• [Extracted records]:

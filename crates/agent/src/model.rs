use async_trait::async_trait;
use serde::{Deserialize, Serialize};
use thiserror::Error;

/// Role tag for one turn of conversation history.
#[derive(Debug, Clone, Copy, PartialEq, Eq, Serialize, Deserialize)]
#[serde(rename_all = "lowercase")]
pub enum Role {
    System,
    User,
    Assistant,
    /// Synthetic turn carrying a rendered tool result.
    Tool,
}

impl Role {
    pub fn as_str(&self) -> &'static str {
        match self {
            Self::System => "system",
            Self::User => "user",
            Self::Assistant => "assistant",
            Self::Tool => "tool",
        }
    }

    pub fn parse(value: &str) -> Option<Self> {
        match value {
            "system" => Some(Self::System),
            "user" => Some(Self::User),
            "assistant" => Some(Self::Assistant),
            "tool" => Some(Self::Tool),
            _ => None,
        }
    }
}

#[derive(Debug, Clone, Serialize, Deserialize)]
pub struct ChatMessage {
    pub role: Role,
    pub content: String,
}

impl ChatMessage {
    pub fn new(role: Role, content: impl Into<String>) -> Self {
        Self {
            role,
            content: content.into(),
        }
    }

    pub fn system(content: impl Into<String>) -> Self {
        Self::new(Role::System, content)
    }

    pub fn user(content: impl Into<String>) -> Self {
        Self::new(Role::User, content)
    }

    pub fn assistant(content: impl Into<String>) -> Self {
        Self::new(Role::Assistant, content)
    }

    pub fn tool(content: impl Into<String>) -> Self {
        Self::new(Role::Tool, content)
    }
}

#[derive(Debug, Error)]
pub enum ChatError {
    #[error("inference request failed: {0}")]
    Transport(String),
    #[error("inference service returned an error: {0}")]
    Service(String),
    #[error("client connection lost while streaming")]
    SinkClosed,
}

/// Receives text fragments as the inference service produces them.
/// Returning an error aborts the stream; the caller discards any partial
/// output rather than persisting it.
#[async_trait]
pub trait TokenSink: Send {
    async fn token(&mut self, text: &str) -> anyhow::Result<()>;
}

/// Streaming inference client. One call per completion: the full message
/// history goes in, fragments come back through the sink, and the
/// accumulated text is returned once the stream finishes.
#[async_trait]
pub trait ChatClient: Send + Sync {
    async fn chat(
        &self,
        messages: &[ChatMessage],
        sink: &mut dyn TokenSink,
    ) -> Result<String, ChatError>;
}
use std::sync::Arc;

use serde_json::Value;
use thiserror::Error;
use tracing::{error, info};

use crate::detect::ToolCall;
use crate::registry::ToolRegistry;

#[derive(Debug, Error)]
pub enum EngineError {
    #[error("tool '{name}' not found")]
    NotFound { name: String },
    #[error("tool execution failed: {cause}")]
    Failed { name: String, cause: String },
}

/// Resolves detected calls against the registry and normalizes outcomes.
/// The engine itself performs no I/O; side effects live in the tools.
pub struct Engine {
    registry: Arc<ToolRegistry>,
}

impl Engine {
    pub fn new(registry: Arc<ToolRegistry>) -> Self {
        Self { registry }
    }

    pub async fn execute(&self, call: &ToolCall) -> Result<Value, EngineError> {
        let Some(tool) = self.registry.get(&call.name) else {
            error!(tool = %call.name, "tool call references unknown tool");
            return Err(EngineError::NotFound {
                name: call.name.clone(),
            });
        };

        let arg_keys: Vec<&str> = call
            .arguments
            .as_object()
            .map(|map| map.keys().map(String::as_str).collect())
            .unwrap_or_default();
        info!(tool = %call.name, args = ?arg_keys, "executing tool call");

        match tool.invoke(call.arguments.clone()).await {
            Ok(result) => {
                info!(tool = %call.name, "tool call completed");
                Ok(result.content)
            }
            Err(err) => {
                error!(tool = %call.name, %err, "tool call failed");
                Err(EngineError::Failed {
                    name: call.name.clone(),
                    cause: err.to_string(),
                })
            }
        }
    }

    /// Renders a tool result as the text injected back into the
    /// conversation as a synthetic turn.
    pub fn format_result(name: &str, result: &Value) -> String {
        match serde_json::to_string(result) {
            Ok(json) => format!("Tool {name} result: {json}"),
            Err(_) => format!("Tool {name} returned a result that could not be serialized"),
        }
    }
}
//! Roleplay entities: named characters and free-form story cards
//! (locations, events, lore). Both are keyed by caller-visible string
//! ids and upserted whole, list fields stored as JSON text columns.

use std::sync::Arc;

use rusqlite::{params, OptionalExtension, Row};
use serde::{Deserialize, Serialize};

use crate::database::{now_rfc3339, Database, StoreError};

pub const DEFAULT_LIST_LIMIT: usize = 100;

#[derive(Debug, Clone, Default, Serialize, Deserialize)]
pub struct RpCharacter {
    #[serde(default)]
    pub id: String,
    pub name: String,
    #[serde(default)]
    pub summary: String,
    #[serde(default)]
    pub traits: Vec<String>,
    #[serde(default)]
    pub background: String,
    #[serde(default)]
    pub goals: Vec<String>,
    #[serde(default)]
    pub tags: Vec<String>,
    #[serde(default)]
    pub notes: String,
    #[serde(default)]
    pub created_at: String,
    #[serde(default)]
    pub updated_at: String,
}

#[derive(Debug, Clone, Default, Serialize, Deserialize)]
pub struct RpStoryCard {
    #[serde(default)]
    pub id: String,
    pub title: String,
    /// Free-form classifier such as "location", "event", or "lore".
    pub kind: String,
    #[serde(default)]
    pub content: String,
    #[serde(default)]
    pub tags: Vec<String>,
    /// Ids of related characters or cards.
    #[serde(default)]
    pub links: Vec<String>,
    #[serde(default)]
    pub created_at: String,
    #[serde(default)]
    pub updated_at: String,
}

pub struct RpStore {
    db: Arc<Database>,
}

impl RpStore {
    pub fn new(db: Arc<Database>) -> Self {
        Self { db }
    }

    /// Characters ordered by recency. A non-empty `query` filters on
    /// name or summary.
    pub fn list_characters(
        &self,
        query: Option<&str>,
        limit: usize,
        offset: usize,
    ) -> Result<Vec<RpCharacter>, StoreError> {
        let limit = if limit == 0 { DEFAULT_LIST_LIMIT } else { limit };
        let conn = self.db.conn();
        let rows = match query.filter(|q| !q.is_empty()) {
            Some(q) => {
                let pattern = format!("%{q}%");
                let mut stmt = conn.prepare(
                    "SELECT id, name, summary, traits_json, background, goals_json,
                            tags_json, notes, created_at, updated_at
                     FROM rp_characters
                     WHERE name LIKE ?1 OR summary LIKE ?1
                     ORDER BY updated_at DESC LIMIT ?2 OFFSET ?3",
                )?;
                let rows = stmt.query_map(
                    params![pattern, limit as i64, offset as i64],
                    row_to_character,
                )?;
                rows.collect::<Result<Vec<_>, _>>()?
            }
            None => {
                let mut stmt = conn.prepare(
                    "SELECT id, name, summary, traits_json, background, goals_json,
                            tags_json, notes, created_at, updated_at
                     FROM rp_characters
                     ORDER BY updated_at DESC LIMIT ?1 OFFSET ?2",
                )?;
                let rows =
                    stmt.query_map(params![limit as i64, offset as i64], row_to_character)?;
                rows.collect::<Result<Vec<_>, _>>()?
            }
        };
        Ok(rows)
    }

    pub fn get_character(&self, id: &str) -> Result<Option<RpCharacter>, StoreError> {
        Ok(self
            .db
            .conn()
            .query_row(
                "SELECT id, name, summary, traits_json, background, goals_json,
                        tags_json, notes, created_at, updated_at
                 FROM rp_characters WHERE id = ?1",
                [id],
                row_to_character,
            )
            .optional()?)
    }

    /// Inserts or replaces a character whole, stamping `updated_at` and
    /// preserving `created_at` on conflict. Returns the stored copy.
    pub fn save_character(&self, character: &RpCharacter) -> Result<RpCharacter, StoreError> {
        let now = now_rfc3339();
        let mut stored = character.clone();
        stored.created_at = if stored.created_at.is_empty() {
            now.clone()
        } else {
            stored.created_at
        };
        stored.updated_at = now;

        self.db.conn().execute(
            "INSERT INTO rp_characters
                 (id, name, summary, traits_json, background, goals_json,
                  tags_json, notes, created_at, updated_at)
             VALUES (?1, ?2, ?3, ?4, ?5, ?6, ?7, ?8, ?9, ?10)
             ON CONFLICT(id) DO UPDATE SET
                 name = excluded.name,
                 summary = excluded.summary,
                 traits_json = excluded.traits_json,
                 background = excluded.background,
                 goals_json = excluded.goals_json,
                 tags_json = excluded.tags_json,
                 notes = excluded.notes,
                 updated_at = excluded.updated_at",
            params![
                stored.id,
                stored.name,
                stored.summary,
                encode_list(&stored.traits),
                stored.background,
                encode_list(&stored.goals),
                encode_list(&stored.tags),
                stored.notes,
                stored.created_at,
                stored.updated_at,
            ],
        )?;
        Ok(stored)
    }

    pub fn delete_character(&self, id: &str) -> Result<(), StoreError> {
        let affected = self
            .db
            .conn()
            .execute("DELETE FROM rp_characters WHERE id = ?1", [id])?;
        if affected == 0 {
            return Err(StoreError::NotFound("character"));
        }
        Ok(())
    }

    /// Story cards ordered by recency, optionally filtered by kind
    /// and/or a title/content substring.
    pub fn list_story_cards(
        &self,
        query: Option<&str>,
        kind: Option<&str>,
        limit: usize,
        offset: usize,
    ) -> Result<Vec<RpStoryCard>, StoreError> {
        let limit = if limit == 0 { DEFAULT_LIST_LIMIT } else { limit };
        let mut sql = String::from(
            "SELECT id, title, kind, content, tags_json, links_json, created_at, updated_at
             FROM rp_story_cards WHERE 1=1",
        );
        let mut args: Vec<Box<dyn rusqlite::ToSql>> = Vec::new();
        if let Some(q) = query.filter(|q| !q.is_empty()) {
            sql.push_str(&format!(
                " AND (title LIKE ?{n} OR content LIKE ?{n})",
                n = args.len() + 1
            ));
            args.push(Box::new(format!("%{q}%")));
        }
        if let Some(k) = kind.filter(|k| !k.is_empty()) {
            sql.push_str(&format!(" AND kind = ?{}", args.len() + 1));
            args.push(Box::new(k.to_string()));
        }
        sql.push_str(&format!(
            " ORDER BY updated_at DESC LIMIT ?{} OFFSET ?{}",
            args.len() + 1,
            args.len() + 2
        ));
        args.push(Box::new(limit as i64));
        args.push(Box::new(offset as i64));

        let conn = self.db.conn();
        let mut stmt = conn.prepare(&sql)?;
        let rows = stmt.query_map(
            rusqlite::params_from_iter(args.iter().map(|arg| arg.as_ref())),
            row_to_story_card,
        )?;
        Ok(rows.collect::<Result<Vec<_>, _>>()?)
    }

    pub fn get_story_card(&self, id: &str) -> Result<Option<RpStoryCard>, StoreError> {
        Ok(self
            .db
            .conn()
            .query_row(
                "SELECT id, title, kind, content, tags_json, links_json, created_at, updated_at
                 FROM rp_story_cards WHERE id = ?1",
                [id],
                row_to_story_card,
            )
            .optional()?)
    }

    pub fn save_story_card(&self, card: &RpStoryCard) -> Result<RpStoryCard, StoreError> {
        let now = now_rfc3339();
        let mut stored = card.clone();
        stored.created_at = if stored.created_at.is_empty() {
            now.clone()
        } else {
            stored.created_at
        };
        stored.updated_at = now;

        self.db.conn().execute(
            "INSERT INTO rp_story_cards
                 (id, title, kind, content, tags_json, links_json, created_at, updated_at)
             VALUES (?1, ?2, ?3, ?4, ?5, ?6, ?7, ?8)
             ON CONFLICT(id) DO UPDATE SET
                 title = excluded.title,
                 kind = excluded.kind,
                 content = excluded.content,
                 tags_json = excluded.tags_json,
                 links_json = excluded.links_json,
                 updated_at = excluded.updated_at",
            params![
                stored.id,
                stored.title,
                stored.kind,
                stored.content,
                encode_list(&stored.tags),
                encode_list(&stored.links),
                stored.created_at,
                stored.updated_at,
            ],
        )?;
        Ok(stored)
    }

    pub fn delete_story_card(&self, id: &str) -> Result<(), StoreError> {
        let affected = self
            .db
            .conn()
            .execute("DELETE FROM rp_story_cards WHERE id = ?1", [id])?;
        if affected == 0 {
            return Err(StoreError::NotFound("story card"));
        }
        Ok(())
    }
}

fn row_to_character(row: &Row<'_>) -> rusqlite::Result<RpCharacter> {
    Ok(RpCharacter {
        id: row.get(0)?,
        name: row.get(1)?,
        summary: row.get(2)?,
        traits: decode_list(&row.get::<_, String>(3)?),
        background: row.get(4)?,
        goals: decode_list(&row.get::<_, String>(5)?),
        tags: decode_list(&row.get::<_, String>(6)?),
        notes: row.get(7)?,
        created_at: row.get(8)?,
        updated_at: row.get(9)?,
    })
}

fn row_to_story_card(row: &Row<'_>) -> rusqlite::Result<RpStoryCard> {
    Ok(RpStoryCard {
        id: row.get(0)?,
        title: row.get(1)?,
        kind: row.get(2)?,
        content: row.get(3)?,
        tags: decode_list(&row.get::<_, String>(4)?),
        links: decode_list(&row.get::<_, String>(5)?),
        created_at: row.get(6)?,
        updated_at: row.get(7)?,
    })
}

fn encode_list(items: &[String]) -> String {
    serde_json::to_string(items).unwrap_or_else(|_| "[]".to_string())
}

/// Malformed stored JSON decodes to an empty list instead of failing
/// the whole row.
fn decode_list(raw: &str) -> Vec<String> {
    serde_json::from_str(raw).unwrap_or_default()
}

#[cfg(test)]
mod tests {
    use super::*;

    fn store() -> RpStore {
        RpStore::new(Database::open_in_memory().unwrap())
    }

    fn character(id: &str, name: &str) -> RpCharacter {
        RpCharacter {
            id: id.to_string(),
            name: name.to_string(),
            summary: format!("{name} the adventurer"),
            traits: vec!["brave".into(), "curious".into()],
            goals: vec!["find the amulet".into()],
            ..RpCharacter::default()
        }
    }

    #[test]
    fn save_roundtrips_list_fields() {
        let store = store();
        let saved = store.save_character(&character("rp_1", "Mira")).unwrap();
        assert!(!saved.created_at.is_empty());

        let loaded = store.get_character("rp_1").unwrap().unwrap();
        assert_eq!(loaded.name, "Mira");
        assert_eq!(loaded.traits, vec!["brave", "curious"]);
        assert_eq!(loaded.goals, vec!["find the amulet"]);
        assert_eq!(loaded.created_at, saved.created_at);
    }

    #[test]
    fn resave_preserves_created_at() {
        let store = store();
        let first = store.save_character(&character("rp_1", "Mira")).unwrap();

        let mut updated = store.get_character("rp_1").unwrap().unwrap();
        updated.summary = "retired adventurer".into();
        store.save_character(&updated).unwrap();

        let loaded = store.get_character("rp_1").unwrap().unwrap();
        assert_eq!(loaded.summary, "retired adventurer");
        assert_eq!(loaded.created_at, first.created_at);
    }

    #[test]
    fn list_characters_filters_on_name_or_summary() {
        let store = store();
        store.save_character(&character("rp_1", "Mira")).unwrap();
        store.save_character(&character("rp_2", "Toren")).unwrap();

        let hits = store.list_characters(Some("Mira"), 0, 0).unwrap();
        assert_eq!(hits.len(), 1);
        assert_eq!(hits[0].id, "rp_1");

        // Summary text matches too.
        let hits = store.list_characters(Some("adventurer"), 0, 0).unwrap();
        assert_eq!(hits.len(), 2);

        let all = store.list_characters(None, 0, 0).unwrap();
        assert_eq!(all.len(), 2);
    }

    #[test]
    fn get_missing_character_is_none_and_delete_errors() {
        let store = store();
        assert!(store.get_character("rp_none").unwrap().is_none());
        assert!(matches!(
            store.delete_character("rp_none"),
            Err(StoreError::NotFound(_))
        ));

        store.save_character(&character("rp_1", "Mira")).unwrap();
        store.delete_character("rp_1").unwrap();
        assert!(store.get_character("rp_1").unwrap().is_none());
    }

    #[test]
    fn story_cards_filter_by_kind_and_text() {
        let store = store();
        store
            .save_story_card(&RpStoryCard {
                id: "rp_10".into(),
                title: "The Sunken Keep".into(),
                kind: "location".into(),
                content: "A fortress swallowed by the marsh.".into(),
                ..RpStoryCard::default()
            })
            .unwrap();
        store
            .save_story_card(&RpStoryCard {
                id: "rp_11".into(),
                title: "The Long Winter".into(),
                kind: "event".into(),
                content: "Three years without a thaw.".into(),
                ..RpStoryCard::default()
            })
            .unwrap();

        let locations = store
            .list_story_cards(None, Some("location"), 0, 0)
            .unwrap();
        assert_eq!(locations.len(), 1);
        assert_eq!(locations[0].id, "rp_10");

        let marsh = store.list_story_cards(Some("marsh"), None, 0, 0).unwrap();
        assert_eq!(marsh.len(), 1);
        assert_eq!(marsh[0].title, "The Sunken Keep");

        let winter_events = store
            .list_story_cards(Some("thaw"), Some("event"), 0, 0)
            .unwrap();
        assert_eq!(winter_events.len(), 1);
        assert_eq!(winter_events[0].id, "rp_11");
    }

    #[test]
    fn story_card_delete_and_links_roundtrip() {
        let store = store();
        store
            .save_story_card(&RpStoryCard {
                id: "rp_20".into(),
                title: "Alliance".into(),
                kind: "lore".into(),
                links: vec!["rp_1".into(), "rp_2".into()],
                ..RpStoryCard::default()
            })
            .unwrap();

        let loaded = store.get_story_card("rp_20").unwrap().unwrap();
        assert_eq!(loaded.links, vec!["rp_1", "rp_2"]);

        store.delete_story_card("rp_20").unwrap();
        assert!(store.get_story_card("rp_20").unwrap().is_none());
        assert!(matches!(
            store.delete_story_card("rp_20"),
            Err(StoreError::NotFound(_))
        ));
    }
}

• [Prompt]: Bring together each line above where the string "brave" turns up.

• [Answer section]:
            traits: vec!["brave".into(), "curious".into()],
        assert_eq!(loaded.traits, vec!["brave", "curious"]);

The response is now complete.